In such cases, cooling of the whole well stream down to seawater
temperature before separation, can be impractical or even not
desirable because the low temperature opposes good liquid/gas
separation. A better method for oil production systems can
therefore to cool only the separated gas after a primary oil/gas
separation. The separated gas is cooled down to seawater
temperature before entering a scubber inserted in the gas line
between the primary scrubber and the compressor inlet (cf.
Norwegian Patent No. 173 890).
[0019] The invention also comprises a method for compressing a well
stream fluid at a subsea is location, wherein hydrate inhibited
well stream fluid having a temperature in the region of the
temperature of the water surrounding the flow line is flowed in a
flow line and into a separation vessel for subsequent compression
of the separated gas stream in a compressor prior to export of
compressed gas. In one embodiment, the invented method is
characterised by feeding compressed fluid due to surge or re-cycle,
back to a location between said separation vessel and the inlet
side of the compressor. In a second embodiment, the invented method
is characterised by feeding compressed fluid due to surge or
re-cycle, back to a location upstream of said separation
vessel.
[0020] To obtain an additional safeguard against condensation in
the compression system after the scrubber, some heating of the
piping may be included. The well stream gas leaving the scrubber is
close to seawater ambient temperature and close to heat transfer
equilibrium. Only a small amount of heating of the piping will give
a safety margin against condensation in the compression system
downstream the scrubber. The heating may be achieved by some
electrical heating and/or process heating. Process heat may be
available from typically motor coolers and process coolers
[0021] Following separation in the separation vessel 16, the gas
stream may be fed into a plurality of compressors connected in
parallel, each compressor comprising separate re-cycle lines being
fluidly connected at a respective first end to the compressed gas
stream at the outlet side of the respective compressor and at a
respective second end to the gas stream at a location between the
separation vessel and the inlet side of the respective compressor.

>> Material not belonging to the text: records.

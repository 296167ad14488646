//! Download orchestration
//!
//! The [`Orchestrator`] walks an [`AssetTree`] depth-first, skips files whose
//! local copy passes the configured integrity check and hands the rest to a
//! bounded pool of fetch workers, one batch per worker.
//!
//! ```no_run
//! use assetsync::{AssetTree, Fingerprint, MirrorSet, Orchestrator, SyncConfig};
//! use std::path::Path;
//!
//! # async fn run() -> assetsync::Result<()> {
//! let fingerprint = Fingerprint::load("fingerprint.json").await?;
//! let tree = fingerprint.to_tree()?.with_unlisted_items();
//! let mirrors = MirrorSet::new(["https://game-assets.example.com"], fingerprint.content_id())?;
//!
//! let orchestrator = Orchestrator::new(SyncConfig::default(), mirrors)?;
//! let report = orchestrator.synchronize(&tree, Path::new("assets")).await?;
//! println!("{} files failed", report.counts().failed());
//! # Ok(())
//! # }
//! ```

pub mod batch;
mod worker;


use std::path::Path;
use std::sync::Arc;

use futures::future::join_all;
use tokio::sync::mpsc::{self, UnboundedReceiver};
use tokio::sync::Semaphore;
use tokio::task::JoinHandle;
use tokio_util::sync::CancellationToken;
use tracing::{error, info, info_span, warn, Instrument};

use crate::config::{MirrorSet, SyncConfig};
use crate::core::error::{FileOperation, Result, SyncError};
use crate::core::outcome::{FetchOutcome, FetchRecord, SyncReport};
use crate::core::progress::{emit, ProgressCallback, SyncEvent};
use crate::core::tree::{join_posix, AssetTree, Batch, Group};
use crate::core::validation::is_up_to_date;
use crate::decompress::{Decompressor, ScDecompressor};
use crate::transport::{HttpTransport, Transport};

pub use batch::BatchBuilder;
use worker::{local_path, FetchWorker, WorkerContext};

/// Cloneable handle that aborts an [`Orchestrator`] from another task
#[derive(Debug, Clone)]
pub struct AbortHandle {
    token: CancellationToken,
}

impl AbortHandle {
    pub fn abort(&self) {
        self.token.cancel();
    }

    pub fn is_aborted(&self) -> bool {
        self.token.is_cancelled()
    }
}

/// A running worker as seen by the orchestrator
struct WorkerHandle {
    id: usize,
    dir: String,
    stop: CancellationToken,
    handle: JoinHandle<bool>,
}

/// State of one `synchronize` call
struct Run {
    context: Arc<WorkerContext>,
    pool: Arc<Semaphore>,
    workers: Vec<WorkerHandle>,
    records: UnboundedReceiver<FetchRecord>,
    report: SyncReport,
    next_worker_id: usize,
    announced_abort: bool,
    /// Some worker left part of its batch unprocessed
    stopped_early: bool,
}

/// Synchronizes asset trees into a local directory
pub struct Orchestrator {
    config: Arc<SyncConfig>,
    mirrors: Arc<MirrorSet>,
    transport: Arc<dyn Transport>,
    decompressor: Arc<dyn Decompressor>,
    progress: Option<ProgressCallback>,
    cancel: CancellationToken,
}

impl Orchestrator {
    /// Create an orchestrator using the reqwest transport and the SC decompressor
    pub fn new(config: SyncConfig, mirrors: MirrorSet) -> Result<Self> {
        config.validate()?;
        let transport = HttpTransport::from_config(&config)?;

        Ok(Self {
            config: Arc::new(config),
            mirrors: Arc::new(mirrors),
            transport: Arc::new(transport),
            decompressor: Arc::new(ScDecompressor::new()),
            progress: None,
            cancel: CancellationToken::new(),
        })
    }

    pub fn with_transport<T: Transport + 'static>(mut self, transport: T) -> Self {
        self.transport = Arc::new(transport);
        self
    }

    pub fn with_decompressor<D: Decompressor + 'static>(mut self, decompressor: D) -> Self {
        self.decompressor = Arc::new(decompressor);
        self
    }

    pub fn with_progress(mut self, callback: ProgressCallback) -> Self {
        self.progress = Some(callback);
        self
    }

    pub fn config(&self) -> &SyncConfig {
        &self.config
    }

    /// Stop dispatching, ask every running worker to stop after its current
    /// file and discard batches not yet dispatched. Irreversible.
    pub fn abort(&self) {
        self.cancel.cancel();
    }

    pub fn abort_handle(&self) -> AbortHandle {
        AbortHandle {
            token: self.cancel.clone(),
        }
    }

    pub fn is_aborted(&self) -> bool {
        self.cancel.is_cancelled()
    }

    /// Bring `destination` in line with `tree`.
    ///
    /// Per-file problems are reported in the returned [`SyncReport`]; an
    /// `Err` means the run could not start at all.
    pub async fn synchronize(&self, tree: &AssetTree, destination: &Path) -> Result<SyncReport> {
        if self.is_aborted() {
            return Err(SyncError::Cancelled {
                reason: "orchestrator was aborted before the run started".to_string(),
            });
        }

        tokio::fs::create_dir_all(destination)
            .await
            .map_err(|e| SyncError::file_system(destination, FileOperation::CreateDir, e))?;

        info!(
            "Synchronizing {} files into {} (workers={}, batch={}, strict={:?})",
            tree.leaf_count(),
            destination.display(),
            self.config.max_concurrent_workers,
            self.config.max_batch_size,
            self.config.strict_level
        );

        let (records_tx, records) = mpsc::unbounded_channel();
        let mut run = Run {
            context: Arc::new(WorkerContext {
                transport: Arc::clone(&self.transport),
                decompressor: Arc::clone(&self.decompressor),
                mirrors: Arc::clone(&self.mirrors),
                config: Arc::clone(&self.config),
                destination: destination.to_path_buf(),
                progress: self.progress.clone(),
                records: records_tx,
            }),
            pool: Arc::new(Semaphore::new(self.config.max_concurrent_workers)),
            workers: Vec::new(),
            records,
            report: SyncReport::default(),
            next_worker_id: 0,
            announced_abort: false,
            stopped_early: false,
        };

        self.walk(tree.root(), destination, &mut run).await;
        self.drain(&mut run).await;

        // An abort that arrives after the last file finished loses nothing
        run.report.aborted = run.announced_abort || run.stopped_early;
        let counts = run.report.counts();
        info!(
            "Synchronization finished: {} skipped, {} fetched, {} failed{}",
            counts.skipped,
            counts.fetched(),
            counts.failed(),
            if run.report.aborted { " (aborted)" } else { "" }
        );
        Ok(run.report)
    }

    /// Depth-first walk in manifest order; every batch of a group is
    /// dispatched before its child groups are visited
    async fn walk(&self, root: &Group, destination: &Path, run: &mut Run) {
        let mut stack: Vec<(&Group, String)> = vec![(root, String::new())];

        while let Some((group, dir)) = stack.pop() {
            if self.check_abort(run) {
                return;
            }

            if !dir.is_empty() {
                let path = local_path(destination, &dir);
                if let Err(e) = tokio::fs::create_dir_all(&path).await {
                    SyncError::file_system(path, FileOperation::CreateDir, e)
                        .log("Preparing group directory");
                }
            }

            let mut builder = BatchBuilder::new(dir.clone(), self.config.max_batch_size);
            for leaf in group.leaves() {
                if self.check_abort(run) {
                    return;
                }

                let relative = join_posix(&dir, &leaf.name);
                let path = local_path(destination, &relative);
                if is_up_to_date(leaf, &path, self.config.strict_level).await {
                    emit(&self.progress, SyncEvent::FileSkipped { path: relative.clone() });
                    run.report.records.push(FetchRecord::new(relative, FetchOutcome::Skipped));
                    continue;
                }

                if let Some(batch) = builder.push(leaf.clone()) {
                    self.dispatch(batch, run).await;
                }
            }
            if let Some(batch) = builder.finish() {
                self.dispatch(batch, run).await;
            }

            let children: Vec<&Group> = group.groups().collect();
            for child in children.into_iter().rev() {
                stack.push((child, join_posix(&dir, &child.name)));
            }
        }
    }

    /// Reap finished workers, wait for a pool slot and start a worker.
    /// The batch is dropped if an abort arrives while waiting.
    async fn dispatch(&self, batch: Batch, run: &mut Run) {
        self.reap(run).await;

        let permit = tokio::select! {
            biased;
            _ = self.cancel.cancelled() => None,
            permit = Arc::clone(&run.pool).acquire_owned() => permit.ok(),
        };
        let Some(permit) = permit else {
            self.check_abort(run);
            return;
        };

        let id = run.next_worker_id;
        run.next_worker_id += 1;

        info!("Dispatching {} files of '{}' to worker {}", batch.len(), batch.dir, id);
        emit(
            &self.progress,
            SyncEvent::BatchDispatched {
                worker: id,
                dir: batch.dir.clone(),
                files: batch.len(),
            },
        );

        let stop = self.cancel.child_token();
        let worker = FetchWorker::new(id, stop.clone(), Arc::clone(&run.context));
        let dir = batch.dir.clone();
        let span = info_span!("worker", id, dir = %dir);
        let handle = tokio::spawn(
            async move {
                let _permit = permit;
                worker.run(batch).await
            }
            .instrument(span),
        );

        run.workers.push(WorkerHandle { id, dir, stop, handle });
    }

    /// Collect records of workers that already finished
    async fn reap(&self, run: &mut Run) {
        let (finished, running): (Vec<_>, Vec<_>) = std::mem::take(&mut run.workers)
            .into_iter()
            .partition(|worker| worker.handle.is_finished());
        run.workers = running;

        for worker in finished {
            let result = worker.handle.await;
            collect(worker.id, &worker.dir, result, run);
        }
        run.receive_records();
    }

    /// Wait for every remaining worker
    async fn drain(&self, run: &mut Run) {
        let workers = std::mem::take(&mut run.workers);
        if workers.is_empty() {
            run.receive_records();
            return;
        }
        info!("Waiting for {} workers to finish", workers.len());

        let (labels, handles): (Vec<_>, Vec<_>) = workers
            .into_iter()
            .map(|worker| ((worker.id, worker.dir), worker.handle))
            .unzip();
        let results = join_all(handles).await;

        for ((id, dir), result) in labels.into_iter().zip(results) {
            collect(id, &dir, result, run);
        }
        run.receive_records();
    }

    /// True once aborted; the first time, also stops every running worker
    fn check_abort(&self, run: &mut Run) -> bool {
        if !self.cancel.is_cancelled() {
            return false;
        }
        if !run.announced_abort {
            run.announced_abort = true;
            warn!("Abort requested, stopping {} running workers", run.workers.len());
            emit(
                &self.progress,
                SyncEvent::Aborting {
                    pending_workers: run.workers.len(),
                },
            );
            for worker in &run.workers {
                worker.stop.cancel();
            }
        }
        true
    }
}

impl Run {
    /// Move records sent by workers into the report
    fn receive_records(&mut self) {
        while let Ok(record) = self.records.try_recv() {
            self.report.records.push(record);
        }
    }
}

fn collect(
    id: usize,
    dir: &str,
    result: std::result::Result<bool, tokio::task::JoinError>,
    run: &mut Run,
) {
    match result {
        Ok(stopped_early) => run.stopped_early |= stopped_early,
        Err(e) => {
            error!(worker = id, dir, "Worker terminated abnormally: {}", e);
            run.report.crashed_workers += 1;
        }
    }
}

This will allow for isolation valves fitted between the separator
and each of the compressors, thus allowing isolation and shut-down
and intervention of each compressor independently of other
compressors.
[0022] A cooler may be fluidly connected to the compressed gas
stream at a location between the re-cycle line take-off point and
the export line and that a restrictor with a scrubber is fluidly
connected to the compressed gas stream between the cooler and any
export line, whereby the compressed gas can be dew-point controlled
prior to export.
[0023] The invention also comprises a method for compressing a well
stream fluid at a subsea location, wherein hydrate inhibited well
stream fluid is flowed in a flow line into a separation vessel for
subsequent compression of the gas stream in a compressor prior to
export of compressed gas, characterised by feeding compressed fluid
due to surge or re-cycle, back to a location between said
separation vessel and the inlet side of the compressor.
[0024] The compressed fluid being recirculated due to said surge,
may be heat exchanging in order to cool said fluid.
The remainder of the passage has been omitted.